De nombreux thérapeutes observent que leurs patients les plus anxieux font mieux face à la crise actuelle que ceux qui ne s’étaient pas préoccupés, auparavant, de « la fin du monde ». Pour ces patients, la réalité extérieure a rejoint leur crise intérieure ; ils avaient déjà peur de catastrophes potentielles ; ainsi de façon paradoxale, ils se sentent maintenant moins angoissés. Pour eux, la crise cachée qu’ils ont toujours ressentie comme imminente était enfin arrivée. En quelque sorte, il est plus facile pour ces patients de faire face à la crise réelle et actuelle qu’à celle qu’ils attendaient depuis longtemps.
Lorsqu’il s’agit de trauma hérité, cependant, d’autres facteurs s’ajoutent.
C’est par le biais des identifications avec les générations précédentes que nous intégrons le passé, le présent et le futur, non seulement comme une perpétuation du trauma, mais comme une chance de survie.

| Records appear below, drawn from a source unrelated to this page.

//! Turngate operator - Gateway API control plane for TURN relays

use std::net::SocketAddr;
use std::sync::Arc;
use std::time::Duration;

use clap::{ArgAction, Parser};
use kube::{Client, CustomResourceExt};
use tokio_util::sync::CancellationToken;
use tracing::{info, warn};
use tracing_subscriber::{fmt, prelude::*, EnvFilter};

use turngate::client::{KubeGatewayClient, KubeStatusClient};
use turngate::config::ControllerConfig;
use turngate::crd::{Dataplane, GatewayConfig};
use turngate::distribution::{self, ConfigDistributor, DistributionState};
use turngate::pipeline::Pipeline;
use turngate::store::Store;
use turngate::watch::spawn_watchers;
use turngate::{DEFAULT_CONTROLLER_NAME, DEFAULT_DATAPLANE};

/// Turngate - renders Gateway API resources into TURN relay configuration
#[derive(Parser, Debug)]
#[command(name = "turngate", version, about, long_about = None)]
struct Cli {
    /// Print the GatewayConfig and Dataplane CRD manifests and exit
    #[arg(long)]
    crd: bool,

    /// GatewayClass controllerName handled by this instance
    #[arg(long, env = "TURNGATE_CONTROLLER_NAME", default_value = DEFAULT_CONTROLLER_NAME)]
    controller_name: String,

    /// Expand backends into their ready endpoint addresses
    #[arg(
        long,
        env = "TURNGATE_ENDPOINT_DISCOVERY",
        default_value_t = true,
        action = ArgAction::Set
    )]
    endpoint_discovery: bool,

    /// Add the backend Service cluster IP to rendered clusters
    #[arg(
        long,
        env = "TURNGATE_RELAY_TO_CLUSTER_IP",
        default_value_t = true,
        action = ArgAction::Set
    )]
    relay_to_cluster_ip: bool,

    /// Dataplane used when a GatewayConfig names none
    #[arg(long, env = "TURNGATE_DEFAULT_DATAPLANE", default_value = DEFAULT_DATAPLANE)]
    default_dataplane: String,

    /// Listen address of the config distribution server
    #[arg(long, env = "TURNGATE_DISTRIBUTION_ADDR")]
    distribution_addr: Option<SocketAddr>,

    /// Bearer token relays must present to the distribution server
    #[arg(long, env = "TURNGATE_DISTRIBUTION_TOKEN", hide_env_values = true)]
    distribution_token: Option<String>,

    /// Attempts for a status write that keeps hitting conflicts
    #[arg(long, env = "TURNGATE_STATUS_RETRY_ATTEMPTS", default_value_t = 5)]
    status_retry_attempts: u32,

    /// Seconds before failed status writes are retried
    #[arg(long, env = "TURNGATE_STATUS_RETRY_SECS", default_value_t = 5)]
    status_retry_secs: u64,

    /// Versions buffered per every-version subscriber
    #[arg(long, env = "TURNGATE_SUBSCRIBER_BUFFER", default_value_t = 16)]
    subscriber_buffer: usize,
}

impl Cli {
    fn controller_config(&self) -> ControllerConfig {
        let defaults = ControllerConfig::default();
        ControllerConfig {
            controller_name: self.controller_name.clone(),
            endpoint_discovery: self.endpoint_discovery,
            relay_to_cluster_ip: self.relay_to_cluster_ip,
            default_dataplane: self.default_dataplane.clone(),
            status_retry_attempts: self.status_retry_attempts,
            status_retry_interval: Duration::from_secs(self.status_retry_secs),
            subscriber_buffer: self.subscriber_buffer,
            distribution_addr: self.distribution_addr.unwrap_or(defaults.distribution_addr),
            distribution_token: self.distribution_token.clone(),
            ..defaults
        }
    }
}

#[tokio::main]
async fn main() -> anyhow::Result<()> {
    tracing_subscriber::registry()
        .with(fmt::layer())
        .with(EnvFilter::from_default_env())
        .init();

    let cli = Cli::parse();

    if cli.crd {
        let gateway_config = serde_yaml::to_string(&GatewayConfig::crd())
            .map_err(|e| anyhow::anyhow!("Failed to serialize CRD: {}", e))?;
        let dataplane = serde_yaml::to_string(&Dataplane::crd())
            .map_err(|e| anyhow::anyhow!("Failed to serialize CRD: {}", e))?;
        println!("{gateway_config}---\n{dataplane}");
        return Ok(());
    }

    let config = cli.controller_config();
    config.validate()?;
    run_controller(config).await
}

async fn run_controller(config: ControllerConfig) -> anyhow::Result<()> {
    let client = Client::try_default()
        .await
        .map_err(|e| anyhow::anyhow!("Failed to create Kubernetes client: {}", e))?;

    info!(controller = %config.controller_name, "Starting turngate");

    let token = CancellationToken::new();
    let store = Arc::new(Store::new());
    let distributor = ConfigDistributor::new(config.subscriber_buffer);

    let pipeline = Pipeline::spawn(
        &config,
        store.clone(),
        Arc::new(KubeGatewayClient::new(client.clone())),
        Arc::new(KubeStatusClient::new(client.clone())),
        distributor.clone(),
        token.clone(),
    )?;
    let watchers = spawn_watchers(client, store, token.clone());

    let state = DistributionState::new(distributor, config.distribution_token.clone());
    let mut server = tokio::spawn(distribution::serve(
        config.distribution_addr,
        state,
        token.clone(),
    ));

    let server_result = tokio::select! {
        signal = tokio::signal::ctrl_c() => {
            signal?;
            info!("Received shutdown signal");
            None
        }
        result = &mut server => Some(result),
    };

    token.cancel();
    pipeline.shutdown().await;
    for watcher in watchers {
        if let Err(e) = watcher.await {
            warn!(error = %e, "Watcher task panicked");
        }
    }

    let server_result = match server_result {
        Some(result) => result,
        None => server.await,
    };
    server_result
        .map_err(|e| anyhow::anyhow!("Distribution server task failed: {}", e))?
        .map_err(|e| anyhow::anyhow!("Distribution server failed: {}", e))?;

    info!("Turngate stopped");
    Ok(())
}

La mémoire du passé se rejoue constamment dans des actes quotidiens symboliques et des ressentis. Par exemple, pour de nombreux enfants de survivants, être en quarantaine serait la mise en acte d’un souvenir de leurs parents, cachés durant l’Holocauste. Certains de mes patients évoquent les étagères vides des supermarchés. Cette image réactive en eux les identifications à leurs ancêtres en recherche de nourriture durant la guerre. Ils revivent ainsi l’histoire de leurs ancêtres, mais en sachant cette fois que la fin peut être la survie.
La transmission intergénérationnelle n’est donc pas seulement constituée de trauma et de détresse, mais aussi de résilience et d’espoir, parce que l’existence même du patient est la preuve que sa famille a survécu et qu’un avenir est possible. Cela permet à la fois d’élaborer et d’évoquer la libération passée, mais aussi d’envisager et d’anticiper un avenir de résurrection. Vivre à nouveau la souffrance de nos ancêtres nous permet de mentionner le passé traumatique tout en imaginant un futur possible, trajectoire qui irait du chaos vers l’ordre, de la détresse à l’action et de la destruction à une nouvelle création.
Références
Harris, A., Klebanoff, S., & Kalb, M. (Eds.). (2016). Ghosts in the Consulting Room: Echoes of Trauma in Psychoanalysis. London: Routledge.
Harris, A., Klebanoff, S., & Kalb, M. (2017). Demons in the Consulting Room: Echoes of Genocide, Slavery and Extreme Trauma in Psychoanalytic Practice. London: Routledge.
Torok, M. & Abraham, N. (1978). The Shell and the Kernel: Renewals of Psychoanalysis. Chicago: University of Chicago Press. [Nicolas Abraham, Maria Torok, L’écorce et le noyau, Flammarion, Paris, 1987].
Yehuda , R., Schmeidler, J., Wainberg, M., Binder-Brynes, K. & Duvdevani, T. (1998). Vulnerability to posttraumatic stress disorder in adult offspring of holocaust survivors. Amer. J. Psychiat. 155:1163-1171.